As Harvey Mudd College’s 2019 commencement speaker, Sebastian Thrun shared his advice for the graduating class as they prepare to enter the job market. He encouraged the students to be curious and to believe in themselves. He stressed that one of the most rewarding qualities a student can have is to open his or her mind and to think outside of the box. He shared how these qualities helped him grow into the innovator he is today. Watch the full speech here.
Believe in yourself
Everything starts with a belief. Back in 2004, when Sebastian came to Stanford as a professor, the US Government launched the DARPA Grand Challenge which is an epic race for American autonomous vehicles. This was one of a kind challenge where driverless cars were expected to race on a 150-mile track across the Mojave desert. Sadly, none of the robots could finish the route. In fact, the farthest distance covered was just 11km. There were no winners declared and it was concluded that cars would never run without drivers.
This incident didn’t stop Sebastian from challenging his students at Stanford. He asked 20 of his students to build a driverless car that could participate in the next DARPA challenge.
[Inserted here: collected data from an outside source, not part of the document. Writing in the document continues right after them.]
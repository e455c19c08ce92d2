//! Tree shape statistics and node-visit counters.

use std::fmt;
use std::ops::AddAssign;

/// Nodes touched by one instrumented range scan.
///
/// # Example
/// ```
/// use boxscoredb::index::NodeVisits;
///
/// let mut total = NodeVisits::default();
/// total += NodeVisits { internal_nodes: 2, leaf_nodes: 3 };
/// assert_eq!(total.total(), 5);
/// ```
#[derive(Debug, Clone, Copy, Default, PartialEq, Eq)]
pub struct NodeVisits {
    /// Internal nodes touched while descending.
    pub internal_nodes: u64,
    /// Leaves touched while sweeping the leaf chain.
    pub leaf_nodes: u64,
}

impl NodeVisits {
    pub fn total(&self) -> u64 {
        self.internal_nodes + self.leaf_nodes
    }
}

impl AddAssign for NodeVisits {
    fn add_assign(&mut self, rhs: Self) {
        self.internal_nodes += rhs.internal_nodes;
        self.leaf_nodes += rhs.leaf_nodes;
    }
}

/// Shape of a tree, computed by a full traversal.
///
/// Only used for diagnostics; no algorithm reads these.
#[derive(Debug, Clone, Copy, Default, PartialEq)]
pub struct TreeStats {
    pub total_nodes: usize,
    pub leaf_nodes: usize,
    pub internal_nodes: usize,
    /// Number of levels; 0 for an empty tree, 1 for a lone leaf.
    pub height: usize,
    /// Keys held by every node, separators included.
    pub total_keys: usize,
    /// Entries held by leaves (one per indexed record).
    pub leaf_entries: usize,
    /// Children summed over internal nodes.
    pub child_links: usize,
    /// Approximate in-memory footprint of the nodes in bytes.
    pub approx_bytes: usize,
}

impl TreeStats {
    /// Mean entries per leaf.
    pub fn avg_keys_per_leaf(&self) -> f64 {
        if self.leaf_nodes == 0 {
            0.0
        } else {
            self.leaf_entries as f64 / self.leaf_nodes as f64
        }
    }

    /// Mean children per internal node.
    pub fn avg_fanout(&self) -> f64 {
        if self.internal_nodes == 0 {
            0.0
        } else {
            self.child_links as f64 / self.internal_nodes as f64
        }
    }
}

impl fmt::Display for TreeStats {
    fn fmt(&self, f: &mut fmt::Formatter<'_>) -> fmt::Result {
        write!(
            f,
            "nodes: {} (leaf {}, internal {}), height: {}, keys: {}, avg keys/leaf: {:.2}, avg fan-out: {:.2}",
            self.total_nodes,
            self.leaf_nodes,
            self.internal_nodes,
            self.height,
            self.total_keys,
            self.avg_keys_per_leaf(),
            self.avg_fanout()
        )
    }
}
Surprisingly, none of these students knew what had happened during the earlier DARPA challenge. 10 months later, STANLEY––Stanford’s self-driving car––won the challenge.
Never give up
A few years later, Google’s co-founder Larry Page took an interest in self-driving cars and contacted Sebastian to develop one that could run on a public road in California. Sebastian declined the request, shrugging it off as impossible. There was no prior data or experience that could prove it possible. Moreover, Sebastian anticipated that in a real-world scenario, a driverless car could potentially harm people. After much persistence, Larry asked Sebastian to give him a technical reason for why a driverless car could not run on the streets of California. Sebastian couldn’t find a reason, so Google’s self-driving car project, now known as Waymo, was born. Within 18-months, Google’s self-driving cars were successfully tested on the streets of California.
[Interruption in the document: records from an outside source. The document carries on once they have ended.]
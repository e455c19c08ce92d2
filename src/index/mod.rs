//! Secondary indexes.
//!
//! - [`btree`] - The generic B+ tree
//! - [`IndexKey`] / [`ThresholdKey`] - Key bounds, plus [`Percentage`]
//! - [`Column`] - Attribute descriptors ([`TeamId`], [`Points`], ...)
//! - [`IndexManager`] - The five attribute trees over one store

pub mod btree;
mod column;
mod key;
mod manager;

pub use btree::{BPlusTree, NodeVisits, TreeStats};
pub use column::{Column, Date, FieldGoalPct, FreeThrowPct, Points, TeamId};
pub use key::{IndexKey, Percentage, ThresholdKey};
pub use manager::{IndexManager, IndexStatistics};
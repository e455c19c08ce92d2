//! Common types and utilities shared across boxscore-db.
//!
//! This module contains fundamental primitives used throughout the codebase:
//! - Configuration constants
//! - Error types
//! - Identifiers (PageId, Location)

pub mod config;
pub mod error;
mod location;
mod page_id;

pub use error::{Error, Result};
pub use location::Location;
pub use page_id::PageId;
Curiosity is the mother of all innovation. What looks like science fiction today, could be a reality tomorrow. Had that not been the case, every innovation we’ve mastered like the telephone or electricity would have just remained science fiction. So after launching Google’s self-driving car project, Sebastian worked on many more ventures like GoogleX, Google Glass, Google Wing, Google Loon, and Google Brain before founding Udacity, the “University of Silicon Valley.” With more than 75,000 Nanodegree program graduates and over 200 industry partners, the Udacity Nanodegree program is well on its way to becoming a de-facto standard for hiring and corporate training in the tech industry.
If Sebastian wasn’t guided by his great curiosity, and his willingness to try the impossible, none of this would have occurred.
The Udacity program is structured with Sebastian’s story in mind, encouraging students to cultivate and grow these qualities as they explore new subjects. The constant urge to believe and learn has helped our students gain unprecedented success. Students like Kevin Scott and Jeremy Cohen have time and time again shown unbelievable determination and trust in themselves to transform their careers in ways not seen before.
We believe that every student has the power to change the world by creating new opportunities. Equipped with the right skills, and a strong sense of curiosity, our graduates are prepared to flourish in the competitive world they face. We can’t wait to see what they dream up next.